--- GIVEN DATA Enclosed Below ---
use crate::errors::StakingPoolError;
use near_sdk::borsh::{BorshDeserialize, BorshSerialize};

/// whole percentage in the range [0, 100]
#[derive(BorshSerialize, BorshDeserialize, Debug, Clone, Copy, Eq, PartialEq, Default)]
#[borsh(crate = "near_sdk::borsh")]
pub struct Percent(u8);

impl TryFrom<u8> for Percent {
    type Error = StakingPoolError;

    fn try_from(value: u8) -> Result<Self, Self::Error> {
        if value > 100 {
            return Err(StakingPoolError::InvalidPercent(value));
        }
        Ok(Self(value))
    }
}

impl Percent {
    pub fn value(&self) -> u8 {
        self.0
    }
}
--- End of Enclosed GIVEN DATA ---
■ THE PROBLEM ■
Could you report all lines of the listing that hold "crate"?

■ RESULT OF THIS TASK ■
use crate::errors::StakingPoolError;
#[borsh(crate = "near_sdk::borsh")]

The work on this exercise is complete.